**Data supplied:**
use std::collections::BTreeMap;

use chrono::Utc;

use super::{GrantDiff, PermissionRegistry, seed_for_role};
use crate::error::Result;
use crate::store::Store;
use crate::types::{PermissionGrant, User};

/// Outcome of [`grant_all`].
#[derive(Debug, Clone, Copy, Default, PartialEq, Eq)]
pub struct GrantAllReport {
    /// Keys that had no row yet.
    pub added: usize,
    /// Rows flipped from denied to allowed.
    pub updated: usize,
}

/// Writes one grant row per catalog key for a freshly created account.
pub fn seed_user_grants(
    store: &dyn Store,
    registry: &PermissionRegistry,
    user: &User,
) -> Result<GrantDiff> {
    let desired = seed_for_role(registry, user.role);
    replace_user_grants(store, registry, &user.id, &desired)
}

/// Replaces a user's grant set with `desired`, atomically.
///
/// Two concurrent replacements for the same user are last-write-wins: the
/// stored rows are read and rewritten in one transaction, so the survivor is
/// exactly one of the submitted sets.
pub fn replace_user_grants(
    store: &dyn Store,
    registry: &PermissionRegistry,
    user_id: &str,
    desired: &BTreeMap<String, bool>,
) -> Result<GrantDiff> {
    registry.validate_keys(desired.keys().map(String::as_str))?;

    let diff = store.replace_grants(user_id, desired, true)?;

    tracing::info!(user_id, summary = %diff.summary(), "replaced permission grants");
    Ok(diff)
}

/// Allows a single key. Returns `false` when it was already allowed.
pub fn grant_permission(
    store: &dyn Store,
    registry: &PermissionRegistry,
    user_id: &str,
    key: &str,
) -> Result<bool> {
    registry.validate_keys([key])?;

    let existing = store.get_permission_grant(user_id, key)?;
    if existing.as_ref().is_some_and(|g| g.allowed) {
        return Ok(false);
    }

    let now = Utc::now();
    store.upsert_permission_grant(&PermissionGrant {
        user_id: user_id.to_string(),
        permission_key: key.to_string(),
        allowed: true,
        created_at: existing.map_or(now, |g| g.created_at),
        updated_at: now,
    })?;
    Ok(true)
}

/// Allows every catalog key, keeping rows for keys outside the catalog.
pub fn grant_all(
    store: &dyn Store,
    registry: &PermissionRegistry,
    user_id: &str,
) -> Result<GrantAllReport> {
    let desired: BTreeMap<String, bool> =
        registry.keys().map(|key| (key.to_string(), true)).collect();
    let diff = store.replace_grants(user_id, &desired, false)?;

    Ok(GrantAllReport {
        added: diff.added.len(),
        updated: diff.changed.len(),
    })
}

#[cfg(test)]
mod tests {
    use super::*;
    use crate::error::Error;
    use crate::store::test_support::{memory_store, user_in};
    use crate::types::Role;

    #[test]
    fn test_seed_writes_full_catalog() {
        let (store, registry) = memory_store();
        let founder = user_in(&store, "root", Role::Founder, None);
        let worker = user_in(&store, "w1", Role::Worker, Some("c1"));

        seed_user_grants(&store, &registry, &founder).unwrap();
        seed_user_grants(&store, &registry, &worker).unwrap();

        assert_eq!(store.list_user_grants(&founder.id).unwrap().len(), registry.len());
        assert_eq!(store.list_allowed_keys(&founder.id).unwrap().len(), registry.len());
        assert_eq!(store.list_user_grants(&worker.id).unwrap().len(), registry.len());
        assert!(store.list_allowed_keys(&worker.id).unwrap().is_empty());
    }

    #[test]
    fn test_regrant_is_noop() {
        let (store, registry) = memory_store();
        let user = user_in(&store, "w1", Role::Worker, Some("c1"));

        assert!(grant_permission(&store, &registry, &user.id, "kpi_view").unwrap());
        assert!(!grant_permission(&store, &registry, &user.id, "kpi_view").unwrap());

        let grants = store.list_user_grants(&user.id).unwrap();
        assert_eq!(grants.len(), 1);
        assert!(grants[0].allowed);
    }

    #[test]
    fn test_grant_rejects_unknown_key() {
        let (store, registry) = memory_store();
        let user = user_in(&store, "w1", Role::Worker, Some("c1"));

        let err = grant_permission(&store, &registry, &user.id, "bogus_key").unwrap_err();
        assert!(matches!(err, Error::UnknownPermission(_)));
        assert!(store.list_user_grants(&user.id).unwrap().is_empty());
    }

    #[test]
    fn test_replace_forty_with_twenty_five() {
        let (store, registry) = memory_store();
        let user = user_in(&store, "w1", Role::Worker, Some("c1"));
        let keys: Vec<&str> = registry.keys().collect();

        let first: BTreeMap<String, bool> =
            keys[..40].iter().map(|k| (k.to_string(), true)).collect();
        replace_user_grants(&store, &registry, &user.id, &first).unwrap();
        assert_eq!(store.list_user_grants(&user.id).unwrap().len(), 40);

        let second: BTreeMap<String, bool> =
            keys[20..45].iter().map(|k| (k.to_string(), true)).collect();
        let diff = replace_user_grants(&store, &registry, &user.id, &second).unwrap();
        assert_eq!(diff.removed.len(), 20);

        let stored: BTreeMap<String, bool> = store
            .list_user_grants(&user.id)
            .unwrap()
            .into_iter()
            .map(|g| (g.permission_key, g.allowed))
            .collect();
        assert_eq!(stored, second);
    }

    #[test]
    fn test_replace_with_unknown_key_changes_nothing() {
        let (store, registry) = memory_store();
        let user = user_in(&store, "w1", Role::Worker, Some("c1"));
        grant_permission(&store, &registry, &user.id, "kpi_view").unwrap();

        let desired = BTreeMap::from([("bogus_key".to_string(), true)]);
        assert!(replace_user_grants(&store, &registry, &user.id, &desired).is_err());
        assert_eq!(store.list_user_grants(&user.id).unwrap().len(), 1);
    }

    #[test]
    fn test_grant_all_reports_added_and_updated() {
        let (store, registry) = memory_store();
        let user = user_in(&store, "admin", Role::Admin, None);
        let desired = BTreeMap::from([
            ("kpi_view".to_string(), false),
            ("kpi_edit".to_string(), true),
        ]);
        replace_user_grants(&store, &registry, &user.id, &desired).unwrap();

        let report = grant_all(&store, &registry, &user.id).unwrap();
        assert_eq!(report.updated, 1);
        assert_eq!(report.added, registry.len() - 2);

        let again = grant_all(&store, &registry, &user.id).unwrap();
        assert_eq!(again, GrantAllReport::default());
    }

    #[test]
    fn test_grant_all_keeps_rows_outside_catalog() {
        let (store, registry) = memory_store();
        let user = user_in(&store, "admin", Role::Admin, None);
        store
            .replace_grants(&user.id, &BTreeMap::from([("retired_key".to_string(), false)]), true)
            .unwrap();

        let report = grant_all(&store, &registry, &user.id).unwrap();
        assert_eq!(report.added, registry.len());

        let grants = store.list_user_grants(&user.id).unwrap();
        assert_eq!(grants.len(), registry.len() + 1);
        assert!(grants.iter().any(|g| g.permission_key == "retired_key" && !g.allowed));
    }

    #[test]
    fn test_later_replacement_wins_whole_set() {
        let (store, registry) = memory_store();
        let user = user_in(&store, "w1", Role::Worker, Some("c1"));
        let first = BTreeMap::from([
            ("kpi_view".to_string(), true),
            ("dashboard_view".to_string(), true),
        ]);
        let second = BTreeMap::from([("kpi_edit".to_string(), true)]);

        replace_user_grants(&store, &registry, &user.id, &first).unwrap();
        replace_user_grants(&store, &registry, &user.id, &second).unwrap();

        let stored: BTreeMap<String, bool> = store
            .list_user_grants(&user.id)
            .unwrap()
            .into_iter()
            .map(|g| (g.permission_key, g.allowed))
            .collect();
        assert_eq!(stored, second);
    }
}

--

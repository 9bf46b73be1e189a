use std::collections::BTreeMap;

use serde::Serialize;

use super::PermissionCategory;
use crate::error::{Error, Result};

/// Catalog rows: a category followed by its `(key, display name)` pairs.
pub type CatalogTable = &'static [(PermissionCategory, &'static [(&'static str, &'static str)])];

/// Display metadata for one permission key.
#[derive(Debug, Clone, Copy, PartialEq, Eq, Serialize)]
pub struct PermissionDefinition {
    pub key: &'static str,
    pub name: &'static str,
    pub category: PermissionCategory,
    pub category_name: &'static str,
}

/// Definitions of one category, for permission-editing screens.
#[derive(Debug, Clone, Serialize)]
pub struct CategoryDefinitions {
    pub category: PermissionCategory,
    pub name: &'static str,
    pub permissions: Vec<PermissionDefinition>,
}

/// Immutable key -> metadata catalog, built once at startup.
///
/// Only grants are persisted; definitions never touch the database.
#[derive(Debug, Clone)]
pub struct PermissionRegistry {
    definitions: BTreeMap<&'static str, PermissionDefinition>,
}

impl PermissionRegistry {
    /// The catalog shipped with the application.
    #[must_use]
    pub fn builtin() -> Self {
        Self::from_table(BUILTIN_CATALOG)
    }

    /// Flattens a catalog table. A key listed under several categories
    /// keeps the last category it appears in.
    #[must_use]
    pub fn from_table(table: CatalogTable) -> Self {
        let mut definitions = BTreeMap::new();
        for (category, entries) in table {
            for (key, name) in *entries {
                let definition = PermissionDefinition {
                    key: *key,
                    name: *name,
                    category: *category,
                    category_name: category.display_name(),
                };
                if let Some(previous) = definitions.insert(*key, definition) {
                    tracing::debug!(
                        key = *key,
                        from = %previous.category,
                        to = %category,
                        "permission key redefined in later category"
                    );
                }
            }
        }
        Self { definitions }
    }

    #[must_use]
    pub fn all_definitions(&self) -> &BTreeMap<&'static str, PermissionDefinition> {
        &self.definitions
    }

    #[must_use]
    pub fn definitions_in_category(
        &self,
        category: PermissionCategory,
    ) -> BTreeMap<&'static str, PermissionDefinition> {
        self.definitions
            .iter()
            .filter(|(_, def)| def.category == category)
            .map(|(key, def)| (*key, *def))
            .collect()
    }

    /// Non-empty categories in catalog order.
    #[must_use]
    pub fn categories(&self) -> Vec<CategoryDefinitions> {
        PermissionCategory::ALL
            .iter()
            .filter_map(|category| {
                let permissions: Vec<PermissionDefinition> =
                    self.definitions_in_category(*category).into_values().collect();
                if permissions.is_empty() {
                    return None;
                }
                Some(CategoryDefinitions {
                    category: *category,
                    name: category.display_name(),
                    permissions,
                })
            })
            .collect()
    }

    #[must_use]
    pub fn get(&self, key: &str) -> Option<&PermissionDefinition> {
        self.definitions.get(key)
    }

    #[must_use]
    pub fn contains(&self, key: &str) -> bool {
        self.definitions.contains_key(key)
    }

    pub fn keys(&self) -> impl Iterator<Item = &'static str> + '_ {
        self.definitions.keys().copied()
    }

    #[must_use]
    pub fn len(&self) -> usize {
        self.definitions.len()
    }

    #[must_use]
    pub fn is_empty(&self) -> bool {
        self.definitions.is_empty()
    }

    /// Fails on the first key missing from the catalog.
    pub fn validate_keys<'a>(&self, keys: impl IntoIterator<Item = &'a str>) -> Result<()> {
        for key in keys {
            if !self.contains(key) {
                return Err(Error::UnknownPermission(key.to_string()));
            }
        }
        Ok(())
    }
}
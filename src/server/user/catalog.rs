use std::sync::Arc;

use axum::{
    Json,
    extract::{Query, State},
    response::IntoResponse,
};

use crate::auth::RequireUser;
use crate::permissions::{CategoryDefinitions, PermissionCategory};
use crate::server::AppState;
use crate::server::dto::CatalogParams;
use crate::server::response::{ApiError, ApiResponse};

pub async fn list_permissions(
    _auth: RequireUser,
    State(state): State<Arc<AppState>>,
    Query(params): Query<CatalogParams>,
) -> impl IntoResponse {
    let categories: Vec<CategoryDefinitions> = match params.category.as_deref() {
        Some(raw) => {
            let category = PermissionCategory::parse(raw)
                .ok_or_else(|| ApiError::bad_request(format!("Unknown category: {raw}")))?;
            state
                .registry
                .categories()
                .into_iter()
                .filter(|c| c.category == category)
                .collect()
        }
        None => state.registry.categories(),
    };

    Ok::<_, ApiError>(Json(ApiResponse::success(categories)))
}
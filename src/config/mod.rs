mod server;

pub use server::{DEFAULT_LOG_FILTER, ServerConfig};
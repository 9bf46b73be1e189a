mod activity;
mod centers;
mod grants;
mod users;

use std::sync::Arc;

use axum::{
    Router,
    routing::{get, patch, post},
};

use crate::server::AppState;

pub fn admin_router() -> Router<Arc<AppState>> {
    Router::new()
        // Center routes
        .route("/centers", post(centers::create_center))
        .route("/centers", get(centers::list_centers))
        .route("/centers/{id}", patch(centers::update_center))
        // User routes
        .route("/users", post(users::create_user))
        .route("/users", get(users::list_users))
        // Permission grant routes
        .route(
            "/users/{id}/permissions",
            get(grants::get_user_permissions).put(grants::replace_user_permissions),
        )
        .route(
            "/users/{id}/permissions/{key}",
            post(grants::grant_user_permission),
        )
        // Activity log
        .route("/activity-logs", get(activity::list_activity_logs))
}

---

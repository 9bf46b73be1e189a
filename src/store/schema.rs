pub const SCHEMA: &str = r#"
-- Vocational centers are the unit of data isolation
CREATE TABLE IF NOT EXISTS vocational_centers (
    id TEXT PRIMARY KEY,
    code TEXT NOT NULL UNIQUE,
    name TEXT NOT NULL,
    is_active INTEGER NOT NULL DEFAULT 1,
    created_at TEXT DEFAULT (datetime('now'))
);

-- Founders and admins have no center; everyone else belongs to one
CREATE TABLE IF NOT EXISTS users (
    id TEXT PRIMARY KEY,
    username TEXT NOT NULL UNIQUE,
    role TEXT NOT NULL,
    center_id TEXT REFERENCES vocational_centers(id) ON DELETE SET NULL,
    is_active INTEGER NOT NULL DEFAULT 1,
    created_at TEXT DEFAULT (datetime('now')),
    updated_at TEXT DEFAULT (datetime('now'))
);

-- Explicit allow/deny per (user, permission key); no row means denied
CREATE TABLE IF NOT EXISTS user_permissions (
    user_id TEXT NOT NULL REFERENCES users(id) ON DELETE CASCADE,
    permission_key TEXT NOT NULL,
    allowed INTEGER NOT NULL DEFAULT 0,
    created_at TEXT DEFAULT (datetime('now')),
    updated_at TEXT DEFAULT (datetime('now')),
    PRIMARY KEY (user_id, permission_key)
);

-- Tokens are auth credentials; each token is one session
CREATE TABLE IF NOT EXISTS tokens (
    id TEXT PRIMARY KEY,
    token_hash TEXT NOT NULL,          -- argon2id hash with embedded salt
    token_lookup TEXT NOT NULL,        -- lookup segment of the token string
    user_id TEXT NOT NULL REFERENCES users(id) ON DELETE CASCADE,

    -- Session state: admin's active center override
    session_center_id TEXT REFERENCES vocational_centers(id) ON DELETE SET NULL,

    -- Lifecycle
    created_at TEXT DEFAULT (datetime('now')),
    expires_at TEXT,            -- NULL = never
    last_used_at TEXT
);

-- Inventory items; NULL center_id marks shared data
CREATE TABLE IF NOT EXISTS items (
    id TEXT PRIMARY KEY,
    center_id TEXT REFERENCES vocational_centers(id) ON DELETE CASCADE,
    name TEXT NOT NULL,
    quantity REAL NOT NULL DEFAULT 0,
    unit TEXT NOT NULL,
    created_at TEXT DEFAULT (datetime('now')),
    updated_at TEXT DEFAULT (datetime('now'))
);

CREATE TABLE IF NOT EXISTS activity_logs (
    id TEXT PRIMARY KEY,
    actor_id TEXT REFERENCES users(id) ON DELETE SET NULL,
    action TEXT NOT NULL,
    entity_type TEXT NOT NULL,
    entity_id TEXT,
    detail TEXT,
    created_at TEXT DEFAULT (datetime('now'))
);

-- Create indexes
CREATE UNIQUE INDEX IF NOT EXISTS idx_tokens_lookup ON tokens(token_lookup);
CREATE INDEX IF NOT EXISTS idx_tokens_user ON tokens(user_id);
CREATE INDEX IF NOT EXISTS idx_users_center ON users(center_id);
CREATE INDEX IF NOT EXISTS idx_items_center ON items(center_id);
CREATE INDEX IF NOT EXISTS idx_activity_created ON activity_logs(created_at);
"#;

**Problem details:**
Copy out the lines of the records above in which the string "tracing" appears.

**Response to this task:**
    tracing::info!(user_id, summary = %diff.summary(), "replaced permission grants");
                    tracing::debug!(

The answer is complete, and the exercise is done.